Technology trends and resource constraints pose data loss risks for IT administrators
May 2016 by Kroll Ontrack
Kroll Ontrack released updated information showing that technological progress and cost or resource restraints are putting businesses at risk for data loss and possible data security challenges. Organizations are struggling to effectively manage corporate data in light of rise of shadow IT, poorly implemented storage solutions and lack of employee know-how, all of which pose challenges that can lead to data loss.
Rise of Shadow IT
Challenge: Organizations’ security policies are not keeping up with employee technology use. With inexpensive data storage and an increasingly tech-savvy and mobile workforce, IT teams are struggling to manage shadow IT – the IT systems and solutions built and used inside an organization without organizational knowledge or approval.

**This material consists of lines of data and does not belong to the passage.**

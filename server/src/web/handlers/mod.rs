// covenant_server/src/web/handlers/mod.rs

pub mod admin_handlers;
pub mod auth_handlers;
pub mod contact_handlers;
pub mod extractors;
pub mod registration_handlers;
pub mod shop_handlers;
pub mod upload_handlers;

pub use extractors::AdminSession;
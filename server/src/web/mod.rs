// covenant_server/src/web/mod.rs

pub mod handlers;
pub mod routes;

pub use routes::configure_app_routes;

As employees take it upon themselves to store business data outside of the corporate IT environment – on external hard drives, online email services, or even an off-the-record departmental NAS system – potentially critical data is not included in corporate backup and security practices, opening up the possibility of data loss.
Recommendation: Organizations should audit the use of IT solutions outside of company purview, maintain a register of all devices and external hard disks being utilized, and ensure these are included in the company’s security and backup protocols. Additionally, organizations should ensure that their data security policy outlines the parameters around including or excluding the use of external storage.
Poorly Implemented Server or Storage Solutions
Challenge: Even the most advanced high-end storage solutions require human intelligence to manage them, which at times can result in malfunction or failure. While built-in recovery functionalities help protect against data loss, Kroll Ontrack has seen a rise in data recovery cases where IT storage equipment was not properly set up by a third-party service provider. This can lead to data loss when the recovery or rebuild functions do not work as way they should. Recommendation: When selecting a third-party vendor, ensure they are recommended or certified by the storage manufacturer. As part of system set up, test to ensure the system is functioning properly, including the restore functions, and make sure internal administrators are fully trained on any new system requirements.
Challenge: There is no doubt that managing today’s virtual IT environments and hyper-converged storage systems is complex and requires a very deep understanding of all the technologies behind these solutions. Further, small missteps can have large consequences; accidentally deleted data or disks removed in error can produce dangerous downstream data loss effects. Due to time and cost constraints, many companies lack an in-depth training program for their IT staff to fully understand and be able to effectively manage system nuances and procedures.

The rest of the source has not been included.